Source material:
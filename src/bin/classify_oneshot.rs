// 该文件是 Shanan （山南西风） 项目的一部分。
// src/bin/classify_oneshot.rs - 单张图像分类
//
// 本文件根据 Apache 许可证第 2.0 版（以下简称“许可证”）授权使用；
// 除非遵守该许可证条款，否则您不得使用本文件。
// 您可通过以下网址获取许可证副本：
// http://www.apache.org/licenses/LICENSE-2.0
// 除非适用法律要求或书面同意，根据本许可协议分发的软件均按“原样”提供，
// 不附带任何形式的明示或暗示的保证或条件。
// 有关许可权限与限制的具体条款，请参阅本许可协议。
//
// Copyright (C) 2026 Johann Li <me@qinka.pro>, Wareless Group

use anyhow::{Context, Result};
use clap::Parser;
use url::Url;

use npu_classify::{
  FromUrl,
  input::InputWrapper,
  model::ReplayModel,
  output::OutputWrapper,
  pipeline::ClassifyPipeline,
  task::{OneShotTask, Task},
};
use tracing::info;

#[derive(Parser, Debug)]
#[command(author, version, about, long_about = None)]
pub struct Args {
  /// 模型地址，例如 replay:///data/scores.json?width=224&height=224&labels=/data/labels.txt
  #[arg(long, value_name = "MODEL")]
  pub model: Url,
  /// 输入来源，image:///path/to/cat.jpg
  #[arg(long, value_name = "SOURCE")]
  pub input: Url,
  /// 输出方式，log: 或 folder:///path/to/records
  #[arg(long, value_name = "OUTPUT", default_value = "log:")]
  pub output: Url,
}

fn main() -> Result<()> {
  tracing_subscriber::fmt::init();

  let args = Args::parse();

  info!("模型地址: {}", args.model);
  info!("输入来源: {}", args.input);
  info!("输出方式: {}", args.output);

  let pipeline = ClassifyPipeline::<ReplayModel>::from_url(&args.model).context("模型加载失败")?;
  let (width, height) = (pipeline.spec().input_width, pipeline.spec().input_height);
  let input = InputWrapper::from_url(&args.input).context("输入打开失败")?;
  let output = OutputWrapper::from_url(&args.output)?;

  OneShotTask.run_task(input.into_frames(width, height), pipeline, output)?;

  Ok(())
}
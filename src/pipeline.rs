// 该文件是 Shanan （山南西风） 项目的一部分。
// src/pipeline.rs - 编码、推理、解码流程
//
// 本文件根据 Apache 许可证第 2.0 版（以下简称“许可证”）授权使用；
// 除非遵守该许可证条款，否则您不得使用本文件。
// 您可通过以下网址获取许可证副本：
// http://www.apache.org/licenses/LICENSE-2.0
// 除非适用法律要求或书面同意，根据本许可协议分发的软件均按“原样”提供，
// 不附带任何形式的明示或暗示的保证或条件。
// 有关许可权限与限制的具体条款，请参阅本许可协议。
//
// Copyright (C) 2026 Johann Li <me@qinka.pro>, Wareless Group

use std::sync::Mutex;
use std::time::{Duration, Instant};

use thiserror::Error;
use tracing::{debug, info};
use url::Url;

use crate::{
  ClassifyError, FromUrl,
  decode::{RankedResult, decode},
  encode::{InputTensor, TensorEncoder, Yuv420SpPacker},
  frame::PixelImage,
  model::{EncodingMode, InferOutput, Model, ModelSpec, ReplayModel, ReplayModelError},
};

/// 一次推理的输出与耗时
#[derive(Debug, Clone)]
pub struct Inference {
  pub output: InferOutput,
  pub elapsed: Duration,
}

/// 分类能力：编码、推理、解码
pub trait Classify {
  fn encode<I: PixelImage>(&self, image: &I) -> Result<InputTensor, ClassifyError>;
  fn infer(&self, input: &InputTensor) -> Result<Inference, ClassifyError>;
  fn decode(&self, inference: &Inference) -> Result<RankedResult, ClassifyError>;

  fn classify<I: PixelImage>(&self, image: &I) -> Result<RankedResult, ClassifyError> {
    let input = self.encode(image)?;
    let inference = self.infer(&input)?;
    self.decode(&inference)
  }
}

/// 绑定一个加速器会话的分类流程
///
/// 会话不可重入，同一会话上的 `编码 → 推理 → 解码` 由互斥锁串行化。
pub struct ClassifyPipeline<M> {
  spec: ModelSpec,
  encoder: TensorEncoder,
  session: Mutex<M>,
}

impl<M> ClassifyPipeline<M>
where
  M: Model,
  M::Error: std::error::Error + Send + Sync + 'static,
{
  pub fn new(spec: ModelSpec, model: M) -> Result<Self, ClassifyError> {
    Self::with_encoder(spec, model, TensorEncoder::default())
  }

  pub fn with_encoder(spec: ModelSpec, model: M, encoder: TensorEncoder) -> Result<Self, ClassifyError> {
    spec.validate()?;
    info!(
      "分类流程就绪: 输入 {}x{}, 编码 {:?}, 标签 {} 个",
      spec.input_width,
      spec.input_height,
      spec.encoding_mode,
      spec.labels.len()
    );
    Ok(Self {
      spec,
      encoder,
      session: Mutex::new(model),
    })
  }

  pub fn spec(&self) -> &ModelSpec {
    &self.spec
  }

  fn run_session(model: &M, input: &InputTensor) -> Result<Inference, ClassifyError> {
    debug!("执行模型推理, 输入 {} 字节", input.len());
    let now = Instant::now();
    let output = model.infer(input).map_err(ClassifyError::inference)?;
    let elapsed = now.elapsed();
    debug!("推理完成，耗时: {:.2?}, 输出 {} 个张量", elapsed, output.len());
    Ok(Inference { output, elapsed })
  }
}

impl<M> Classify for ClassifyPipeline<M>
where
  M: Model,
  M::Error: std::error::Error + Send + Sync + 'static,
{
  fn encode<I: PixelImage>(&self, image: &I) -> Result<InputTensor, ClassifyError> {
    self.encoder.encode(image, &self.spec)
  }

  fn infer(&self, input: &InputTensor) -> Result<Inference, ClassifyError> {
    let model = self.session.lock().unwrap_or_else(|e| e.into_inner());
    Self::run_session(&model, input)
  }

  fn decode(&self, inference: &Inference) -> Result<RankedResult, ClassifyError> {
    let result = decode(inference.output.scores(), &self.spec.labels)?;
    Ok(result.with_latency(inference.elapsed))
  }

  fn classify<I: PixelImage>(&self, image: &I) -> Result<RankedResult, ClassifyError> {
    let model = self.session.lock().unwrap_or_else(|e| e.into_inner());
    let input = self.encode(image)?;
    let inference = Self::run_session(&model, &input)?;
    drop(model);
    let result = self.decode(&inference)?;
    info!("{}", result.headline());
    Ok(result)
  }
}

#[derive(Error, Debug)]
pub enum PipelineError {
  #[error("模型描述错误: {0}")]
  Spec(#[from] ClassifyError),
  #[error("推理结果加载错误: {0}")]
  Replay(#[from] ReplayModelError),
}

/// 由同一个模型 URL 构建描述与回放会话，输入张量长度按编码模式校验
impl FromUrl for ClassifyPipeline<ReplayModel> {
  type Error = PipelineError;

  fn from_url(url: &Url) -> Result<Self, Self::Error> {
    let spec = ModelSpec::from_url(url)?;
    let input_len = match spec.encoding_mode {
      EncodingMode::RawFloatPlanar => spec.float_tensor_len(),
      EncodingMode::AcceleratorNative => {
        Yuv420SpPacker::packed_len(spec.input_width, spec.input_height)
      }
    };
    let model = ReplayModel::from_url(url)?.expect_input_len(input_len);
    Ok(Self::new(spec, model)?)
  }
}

Task requirements: Output all of the data above without any alteration.

Exercise response:
filename src/bin/classify_oneshot.rs
// 该文件是 Shanan （山南西风） 项目的一部分。
// src/bin/classify_oneshot.rs - 单张图像分类
//
// 本文件根据 Apache 许可证第 2.0 版（以下简称“许可证”）授权使用；
// 除非遵守该许可证条款，否则您不得使用本文件。
// 您可通过以下网址获取许可证副本：
// http://www.apache.org/licenses/LICENSE-2.0
// 除非适用法律要求或书面同意，根据本许可协议分发的软件均按“原样”提供，
// 不附带任何形式的明示或暗示的保证或条件。
// 有关许可权限与限制的具体条款，请参阅本许可协议。
//
// Copyright (C) 2026 Johann Li <me@qinka.pro>, Wareless Group

use anyhow::{Context, Result};
use clap::Parser;
use url::Url;

use npu_classify::{
  FromUrl,
  input::InputWrapper,
  model::ReplayModel,
  output::OutputWrapper,
  pipeline::ClassifyPipeline,
  task::{OneShotTask, Task},
};
use tracing::info;

#[derive(Parser, Debug)]
#[command(author, version, about, long_about = None)]
pub struct Args {
  /// 模型地址，例如 replay:///data/scores.json?width=224&height=224&labels=/data/labels.txt
  #[arg(long, value_name = "MODEL")]
  pub model: Url,
  /// 输入来源，image:///path/to/cat.jpg
  #[arg(long, value_name = "SOURCE")]
  pub input: Url,
  /// 输出方式，log: 或 folder:///path/to/records
  #[arg(long, value_name = "OUTPUT", default_value = "log:")]
  pub output: Url,
}

fn main() -> Result<()> {
  tracing_subscriber::fmt::init();

  let args = Args::parse();

  info!("模型地址: {}", args.model);
  info!("输入来源: {}", args.input);
  info!("输出方式: {}", args.output);

  let pipeline = ClassifyPipeline::<ReplayModel>::from_url(&args.model).context("模型加载失败")?;
  let (width, height) = (pipeline.spec().input_width, pipeline.spec().input_height);
  let input = InputWrapper::from_url(&args.input).context("输入打开失败")?;
  let output = OutputWrapper::from_url(&args.output)?;

  OneShotTask.run_task(input.into_frames(width, height), pipeline, output)?;

  Ok(())
}
filename src/pipeline.rs
// 该文件是 Shanan （山南西风） 项目的一部分。
// src/pipeline.rs - 编码、推理、解码流程
//
// 本文件根据 Apache 许可证第 2.0 版（以下简称“许可证”）授权使用；
// 除非遵守该许可证条款，否则您不得使用本文件。
// 您可通过以下网址获取许可证副本：
// http://www.apache.org/licenses/LICENSE-2.0
// 除非适用法律要求或书面同意，根据本许可协议分发的软件均按“原样”提供，
// 不附带任何形式的明示或暗示的保证或条件。
// 有关许可权限与限制的具体条款，请参阅本许可协议。
//
// Copyright (C) 2026 Johann Li <me@qinka.pro>, Wareless Group

use std::sync::Mutex;
use std::time::{Duration, Instant};

use thiserror::Error;
use tracing::{debug, info};
use url::Url;

use crate::{
  ClassifyError, FromUrl,
  decode::{RankedResult, decode},
  encode::{InputTensor, TensorEncoder, Yuv420SpPacker},
  frame::PixelImage,
  model::{EncodingMode, InferOutput, Model, ModelSpec, ReplayModel, ReplayModelError},
};

/// 一次推理的输出与耗时
#[derive(Debug, Clone)]
pub struct Inference {
  pub output: InferOutput,
  pub elapsed: Duration,
}

/// 分类能力：编码、推理、解码
pub trait Classify {
  fn encode<I: PixelImage>(&self, image: &I) -> Result<InputTensor, ClassifyError>;
  fn infer(&self, input: &InputTensor) -> Result<Inference, ClassifyError>;
  fn decode(&self, inference: &Inference) -> Result<RankedResult, ClassifyError>;

  fn classify<I: PixelImage>(&self, image: &I) -> Result<RankedResult, ClassifyError> {
    let input = self.encode(image)?;
    let inference = self.infer(&input)?;
    self.decode(&inference)
  }
}

/// 绑定一个加速器会话的分类流程
///
/// 会话不可重入，同一会话上的 `编码 → 推理 → 解码` 由互斥锁串行化。
pub struct ClassifyPipeline<M> {
  spec: ModelSpec,
  encoder: TensorEncoder,
  session: Mutex<M>,
}

impl<M> ClassifyPipeline<M>
where
  M: Model,
  M::Error: std::error::Error + Send + Sync + 'static,
{
  pub fn new(spec: ModelSpec, model: M) -> Result<Self, ClassifyError> {
    Self::with_encoder(spec, model, TensorEncoder::default())
  }

  pub fn with_encoder(spec: ModelSpec, model: M, encoder: TensorEncoder) -> Result<Self, ClassifyError> {
    spec.validate()?;
    info!(
      "分类流程就绪: 输入 {}x{}, 编码 {:?}, 标签 {} 个",
      spec.input_width,
      spec.input_height,
      spec.encoding_mode,
      spec.labels.len()
    );
    Ok(Self {
      spec,
      encoder,
      session: Mutex::new(model),
    })
  }

  pub fn spec(&self) -> &ModelSpec {
    &self.spec
  }

  fn run_session(model: &M, input: &InputTensor) -> Result<Inference, ClassifyError> {
    debug!("执行模型推理, 输入 {} 字节", input.len());
    let now = Instant::now();
    let output = model.infer(input).map_err(ClassifyError::inference)?;
    let elapsed = now.elapsed();
    debug!("推理完成，耗时: {:.2?}, 输出 {} 个张量", elapsed, output.len());
    Ok(Inference { output, elapsed })
  }
}

impl<M> Classify for ClassifyPipeline<M>
where
  M: Model,
  M::Error: std::error::Error + Send + Sync + 'static,
{
  fn encode<I: PixelImage>(&self, image: &I) -> Result<InputTensor, ClassifyError> {
    self.encoder.encode(image, &self.spec)
  }

  fn infer(&self, input: &InputTensor) -> Result<Inference, ClassifyError> {
    let model = self.session.lock().unwrap_or_else(|e| e.into_inner());
    Self::run_session(&model, input)
  }

  fn decode(&self, inference: &Inference) -> Result<RankedResult, ClassifyError> {
    let result = decode(inference.output.scores(), &self.spec.labels)?;
    Ok(result.with_latency(inference.elapsed))
  }

  fn classify<I: PixelImage>(&self, image: &I) -> Result<RankedResult, ClassifyError> {
    let model = self.session.lock().unwrap_or_else(|e| e.into_inner());
    let input = self.encode(image)?;
    let inference = Self::run_session(&model, &input)?;
    drop(model);
    let result = self.decode(&inference)?;
    info!("{}", result.headline());
    Ok(result)
  }
}

#[derive(Error, Debug)]
pub enum PipelineError {
  #[error("模型描述错误: {0}")]
  Spec(#[from] ClassifyError),
  #[error("推理结果加载错误: {0}")]
  Replay(#[from] ReplayModelError),
}

/// 由同一个模型 URL 构建描述与回放会话，输入张量长度按编码模式校验
impl FromUrl for ClassifyPipeline<ReplayModel> {
  type Error = PipelineError;

  fn from_url(url: &Url) -> Result<Self, Self::Error> {
    let spec = ModelSpec::from_url(url)?;
    let input_len = match spec.encoding_mode {
      EncodingMode::RawFloatPlanar => spec.float_tensor_len(),
      EncodingMode::AcceleratorNative => {
        Yuv420SpPacker::packed_len(spec.input_width, spec.input_height)
      }
    };
    let model = ReplayModel::from_url(url)?.expect_input_len(input_len);
    Ok(Self::new(spec, model)?)
  }
}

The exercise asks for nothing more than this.